Если чешские романтические националисты предпочитали черпать вдохновение в событиях языческой старины, когда мудрая Либуше правила в стольном Вышеграде, то их словацкие коллеги вполне закономерно романтизировали уже присутствовавшие в словацкой культуре медиевальные образы из эпохи Великоморавской державы — прежде всего, фигуры славянских просветителей Кирилла и Мефодия, а также князя (короля) Святополка Моравского (871–894). Наиболее показательны в этом смысле две эпохальные эпические поэмы выдающегося словацкого литератора Яна Голлого (1785–1849) — «Святополк» (1833) и «Кирилло-Мефодиада» (1835). Основным сюжетом первой поэмы стал драматический эпизод из истории Великой Моравии, когда в 871 г. племянник плененного франками моравского князя Ростислава Святополк, посредством которого франки хотели установить свою власть в Моравии, переходит на сторону восставших мораван и возвращает своему народу долгожданную свободу. Наделяя Святополка чертами эпического героя — выразителя славянского национального характера и духа, Голлый постоянно вкрапляет в свое повествование элементы характерного для славянского романтического национализма ви́дения славян как свободолюбивого народа, склонного к мирному труду и демократии. Особенно интересна в этом отношении сцена на пиру у франкского правителя Карломана, когда Святополк, которого франки выпустили из заточения, чтобы сделать инструментом своей политики, рассказывает об истории и нравах славянского племени. Как отмечает словацкая исследовательница Г. Урбанцова, «в уста центрального персонажа Голлый по существу вкладывает характеристику древних славян, данную Гердером, а вслед за ним Шафариком и Колларом»[489]

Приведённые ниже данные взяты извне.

//! HTML parser for catalog listing pages.

use crate::catalog::models::{CatalogPage, Record};
use crate::catalog::selectors::{listing, pagination};
use scraper::{ElementRef, Html};
use tracing::{debug, trace};
use url::Url;

/// Parser for catalog listing HTML.
#[derive(Debug, Default, Clone, Copy)]
pub struct Parser;

impl Parser {
    /// Creates a new parser.
    pub fn new() -> Self {
        Self
    }

    /// Parses a listing page into records and next-page links.
    ///
    /// `page_url` is the URL the page was served from; relative pagination
    /// links are resolved against it. Parsing never fails: markup that does
    /// not match yields empty fields or an empty page.
    pub fn parse_page(&self, html: &str, page_url: &Url) -> CatalogPage {
        let document = Html::parse_document(html);
        let mut page = CatalogPage::default();

        for element in document.select(&listing::ITEM) {
            let record = self.parse_item(element);
            trace!("Parsed record: {} - {}", record.title, record.price);
            page.records.push(record);
        }

        for element in document.select(&pagination::NEXT) {
            let Some(href) = element.value().attr(pagination::HREF_ATTR) else {
                debug!("Next link without href on {}", page_url);
                continue;
            };

            match resolve_link(page_url, href) {
                Some(next) => page.next_pages.push(next),
                None => debug!("Ignoring unusable next link {:?} on {}", href, page_url),
            }
        }

        page.page_label = document
            .select(&listing::CURRENT_PAGE)
            .next()
            .map(|e| collapse_whitespace(&e.text().collect::<String>()))
            .filter(|label| !label.is_empty());

        debug!(
            "Parsed {} records from {} (next: {})",
            page.count(),
            page_url,
            page.has_next()
        );

        page
    }

    /// Builds a record from a single item element.
    ///
    /// The title is the first image's `alt`; the price is the text of every
    /// matching price element, concatenated. Both are trimmed.
    fn parse_item(&self, element: ElementRef) -> Record {
        let title = element
            .select(&listing::TITLE_IMAGE)
            .next()
            .and_then(|e| e.value().attr(listing::TITLE_ATTR))
            .map(|alt| alt.trim().to_string())
            .unwrap_or_default();

        let price = element
            .select(&listing::PRICE)
            .flat_map(|e| e.text())
            .collect::<String>()
            .trim()
            .to_string();

        Record { title, price }
    }
}

/// Resolves a (possibly relative) href against the page URL.
///
/// Returns `None` for fragment-only links, non-navigational schemes, and
/// anything that does not resolve to an http(s) URL. The fragment is
/// stripped from the result.
fn resolve_link(base: &Url, href: &str) -> Option<Url> {
    let href = href.trim();
    if href.is_empty()
        || href.starts_with('#')
        || href.starts_with("mailto:")
        || href.starts_with("tel:")
        || href.starts_with("javascript:")
    {
        return None;
    }

    let mut url = base.join(href).ok()?;
    if url.scheme() != "http" && url.scheme() != "https" {
        return None;
    }
    url.set_fragment(None);
    Some(url)
}

fn collapse_whitespace(s: &str) -> String {
    s.split_whitespace().collect::<Vec<_>>().join(" ")
}
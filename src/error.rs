//! Error types for page fetching.

use thiserror::Error;

/// Failure to fetch a single page.
#[derive(Error, Debug)]
pub enum FetchError {
    /// The server answered with a non-success status.
    #[error("Request to {url} failed with status: {status}")]
    Status { url: String, status: u16 },

    /// Connection, TLS, timeout, or other transport failure.
    #[error("Transport error for {url}: {message}")]
    Transport { url: String, message: String },

    /// The response body could not be read.
    #[error("Failed to read response body from {url}: {message}")]
    Body { url: String, message: String },

    /// A redirect pointed outside the allow-list and was not followed.
    #[error("Request to {url} redirected outside the allow-list to {location}")]
    OffDomainRedirect { url: String, location: String },

    /// The redirect chain exceeded the hop limit.
    #[error("Too many redirects from {url}")]
    TooManyRedirects { url: String },
}

impl FetchError {
    /// Returns true if this error is transient and worth retrying.
    pub fn is_retryable(&self) -> bool {
        match self {
            FetchError::Transport { .. } | FetchError::Body { .. } => true,
            FetchError::Status { status, .. } => *status == 429 || *status >= 500,
            FetchError::OffDomainRedirect { .. } | FetchError::TooManyRedirects { .. } => false,
        }
    }

    /// URL of the page that failed.
    pub fn url(&self) -> &str {
        match self {
            FetchError::Status { url, .. }
            | FetchError::Transport { url, .. }
            | FetchError::Body { url, .. }
            | FetchError::OffDomainRedirect { url, .. }
            | FetchError::TooManyRedirects { url } => url,
        }
    }
}
//! Output formatting for the end-of-run report (text, JSON).

use crate::catalog::CrawlSummary;
use crate::config::ReportFormat;
use serde::Serialize;
use std::path::Path;

/// Formats crawl summaries for output.
pub struct Formatter {
    format: ReportFormat,
}

#[derive(Serialize)]
struct JsonReport<'a> {
    output: &'a Path,
    #[serde(flatten)]
    summary: &'a CrawlSummary,
}

impl Formatter {
    /// Creates a new formatter.
    pub fn new(format: ReportFormat) -> Self {
        Self { format }
    }

    /// Formats a crawl summary; `output` is the CSV file that was written.
    pub fn format_summary(&self, summary: &CrawlSummary, output: &Path) -> String {
        match self.format {
            ReportFormat::Text => self.text_summary(summary, output),
            ReportFormat::Json => self.json_summary(summary, output),
        }
    }

    fn text_summary(&self, summary: &CrawlSummary, output: &Path) -> String {
        let mut lines = Vec::new();

        lines.push(format!("Output:         {}", output.display()));
        lines.push(format!("Pages visited:  {}", summary.pages_visited()));
        lines.push(format!("Records:        {}", summary.records_written));

        if !summary.skipped_off_domain.is_empty() {
            lines.push(format!(
                "Skipped:        {} (outside allowed domain)",
                summary.skipped_off_domain.len()
            ));
            for url in &summary.skipped_off_domain {
                lines.push(format!("  - {}", url));
            }
        }

        if !summary.failed.is_empty() {
            lines.push(format!("Failed:         {}", summary.failed.len()));
            for url in &summary.failed {
                lines.push(format!("  - {}", url));
            }
        }

        lines.join("\n")
    }

    fn json_summary(&self, summary: &CrawlSummary, output: &Path) -> String {
        let report = JsonReport { output, summary };
        serde_json::to_string_pretty(&report).unwrap_or_else(|_| "{}".to_string())
    }
}
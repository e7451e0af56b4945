//! Data models for catalog records and parsed pages.

use serde::{Deserialize, Serialize};
use url::Url;

/// One catalog item as exported: a title and a price, both verbatim text.
///
/// Fields are empty strings when the page markup lacks the expected
/// element or attribute.
#[derive(Debug, Clone, PartialEq, Eq, Serialize, Deserialize)]
pub struct Record {
    /// Item title, taken from the cover image's alt text
    #[serde(rename = "Title")]
    pub title: String,
    /// Item price exactly as displayed (currency symbol included)
    #[serde(rename = "Price")]
    pub price: String,
}

impl Record {
    /// Creates a new record.
    pub fn new(title: impl Into<String>, price: impl Into<String>) -> Self {
        Self { title: title.into(), price: price.into() }
    }
}

/// Everything extracted from a single listing page.
#[derive(Debug, Clone, Default)]
pub struct CatalogPage {
    /// Records in document order
    pub records: Vec<Record>,
    /// Absolute next-page URLs in document order (normally zero or one)
    pub next_pages: Vec<Url>,
    /// Pager label such as "Page 1 of 50", if present
    pub page_label: Option<String>,
}

impl CatalogPage {
    /// Returns number of records.
    pub fn count(&self) -> usize {
        self.records.len()
    }

    /// Returns true if the page links to at least one further page.
    pub fn has_next(&self) -> bool {
        !self.next_pages.is_empty()
    }
}

/// A fetched page body together with the URL it was finally served from.
#[derive(Debug, Clone)]
pub struct FetchedPage {
    /// URL after redirects; relative links resolve against this
    pub url: Url,
    /// Response body
    pub body: String,
}

/// Outcome of a crawl run.
#[derive(Debug, Clone, Default, Serialize, Deserialize)]
pub struct CrawlSummary {
    /// URLs fetched successfully, in visit order
    pub visited: Vec<String>,
    /// Data rows written to the export
    pub records_written: usize,
    /// URLs skipped because their host is outside the allow-list
    pub skipped_off_domain: Vec<String>,
    /// URLs whose fetch failed after all retries
    pub failed: Vec<String>,
}

impl CrawlSummary {
    /// Returns number of pages fetched.
    pub fn pages_visited(&self) -> usize {
        self.visited.len()
    }

    /// Returns true if every attempted page was fetched.
    pub fn is_clean(&self) -> bool {
        self.failed.is_empty()
    }
}
//! catalog-crawler - Paginating catalog crawler with CSV export
//!
//! Follows a listing's "next" links within a single allowed domain and
//! streams each item's title and price to a CSV file.

pub mod catalog;
pub mod commands;
pub mod config;
pub mod error;
pub mod export;
pub mod format;

pub use catalog::{AllowList, CrawlSummary, Crawler, Record};
pub use config::Config;
pub use error::FetchError;
pub use export::Exporter;
//! catalog-crawler - Paginating catalog crawler with CSV export

use anyhow::Result;
use catalog_crawler::commands::CrawlCommand;
use catalog_crawler::config::{Config, ReportFormat};
use clap::Parser;
use std::path::PathBuf;
use tracing::Level;
use tracing_subscriber::EnvFilter;

#[derive(Parser)]
#[command(
    name = "catalog-crawler",
    version,
    about = "Crawl a paginated catalog and export titles and prices to CSV",
    long_about = "Starts at a listing page, follows its \"next\" links within one allowed domain, \
                  and writes every item's title and price to a CSV file."
)]
struct Cli {
    /// First listing page to fetch
    #[arg(short, long, env = "CATALOG_START_URL")]
    start_url: Option<String>,

    /// Only host the crawler may fetch from
    #[arg(short, long, env = "CATALOG_DOMAIN")]
    domain: Option<String>,

    /// CSV file to write (created or truncated)
    #[arg(short, long, env = "CATALOG_OUTPUT")]
    output: Option<PathBuf>,

    /// Proxy URL (e.g., socks5://host:port)
    #[arg(long, env = "CATALOG_PROXY")]
    proxy: Option<String>,

    /// Stop after this many pages
    #[arg(long, env = "CATALOG_MAX_PAGES")]
    max_pages: Option<usize>,

    /// Retries per page after a transient failure
    #[arg(long, env = "CATALOG_MAX_RETRIES")]
    retries: Option<u32>,

    /// Delay before the first retry in milliseconds
    #[arg(long, env = "CATALOG_RETRY_BACKOFF_MS")]
    backoff_ms: Option<u64>,

    /// Per-request timeout in seconds
    #[arg(long, env = "CATALOG_TIMEOUT")]
    timeout: Option<u64>,

    /// Path to config file
    #[arg(short, long)]
    config: Option<PathBuf>,

    /// Report format printed after the crawl
    #[arg(short, long)]
    format: Option<ReportFormat>,

    /// Enable verbose logging
    #[arg(short, long)]
    verbose: bool,
}

#[tokio::main]
async fn main() -> Result<()> {
    let cli = Cli::parse();

    let filter = if cli.verbose {
        EnvFilter::new(Level::DEBUG.to_string())
    } else {
        EnvFilter::from_default_env().add_directive(Level::INFO.into())
    };

    tracing_subscriber::fmt().with_env_filter(filter).with_target(false).init();

    let mut config = Config::load(cli.config.as_deref())?.with_env();

    if let Some(start_url) = cli.start_url {
        config.start_url = start_url;
    }
    if let Some(domain) = cli.domain {
        config.allowed_domain = domain;
    }
    if let Some(output) = cli.output {
        config.output = output;
    }
    if let Some(proxy) = cli.proxy {
        config.proxy = Some(proxy);
    }
    if let Some(max_pages) = cli.max_pages {
        config.max_pages = Some(max_pages);
    }
    if let Some(retries) = cli.retries {
        config.max_retries = retries;
    }
    if let Some(backoff_ms) = cli.backoff_ms {
        config.retry_backoff_ms = backoff_ms;
    }
    if let Some(timeout) = cli.timeout {
        config.timeout_secs = timeout;
    }
    if let Some(format) = cli.format {
        config.format = format;
    }

    let cmd = CrawlCommand::new(config);
    let output = cmd.execute().await?;
    println!("{}", output);

    Ok(())
}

.Южнославянским аналогом возникшего в Чехии славянского романтического национализма был новый «иллиризм» — национальная идеология, рождение которой связано с именем выдающегося деятеля хорватского национального возрождения Людевита Гая. Как и ранний чешский национализм, иллиризм с момента своего возникновения был окрашен в панславянские тона. Неудивительно поэтому, что одним из важных мифов иллиризма стал миф о Чехе, Лехе и Русе, которые, согласно разбиравшейся нами выше традиции, некогда вышли из хорватского города Крапины. С некоторой долей условности можно даже говорить о том, что Крапина стала играть в иллирской идеологии роль, подобною той, какую играл Вышеград в медиевальных представлениях чешских националистов. Действительно, подобно Вышеграду Крапина могла быть репрезентирована как зримый символ славянской древности, хранящий воспоминание о былом единстве славян. Однако если в чешском национализме вышеградский миф присутствовал постоянно, то к крапинскому мифу в Хорватии обращались лишь время от времени. С хорватским романтическим национализмом и иллиризмом его связывает прежде всего сама фигура Людевита Гая — уроженца Крапины.
Гай не просто родился в Крапине. На родине Чеха, Леха и Руса прошли его детство и отчасти юность, и здесь во время учебы в монастырской школе определились его интересы и направление деятельности, которому он оставался верен всю свою жизнь. С легендой о крапинских княжичах Гай познакомился еще в детстве, услышав ее из уст старого слуги Матеуша. Позднее, внимательно прочитав в монастырской библиотеке труд Венцеслава Скленского о крапинских древностях, 16-летний гимназист Гай задумал написать книгу о Крапине, чтобы, таким образом, познакомить с историей Чеха, Леха и Руса как можно больше своих соотечественников. Первоначально желание юноши не нашло сочувствия у его учителей, однако чуть позже, когда Гай перешел на учебу в Карловац, его учитель счел идею полезной, и он смог осуществить свою мечту. Книга «Крапинские замки» с подробным изложением сюжета о Чехе, Лехе и Мехе[490]
, написанная Гаем на немецком языке, вышла в 1826 г., став таким образом первым опубликованным произведением будущего национального будителя[491]. Несмотря на небольшой объем, роль этой книги была весьма велика. Ее появление не просто означало новый этап в деле популяризации крапинской легенды, но и вводило ее в новый контекст славянского романтического национализма, южнославянской версией которого можно считать хорватский «иллиризм» первой половины XIX в., основателем и вождем которого был Людевит Гай. В свою очередь не будет преувеличением сказать, что и сама легенда, произведя своим содержанием глубокое впечатление на юного Людевита Гая, немало способствовала его сознательной культурной самоидентификации. Показательны слова Л. Гая из его автобиографии, где он говорит о воздействии на него крапинской легенды: «Это сохраненное в простом народе предание, так сказать, святая всеславянская история, связанная со всеми теми важными местами, о которых все еще рассказывают всевозможные интересные подробности, пробудила в юношеской моей груди первое чувство народности и живое желание обо всех этих сюжетах ясно рассказать» (перевод Д. Е. Алимова)[492].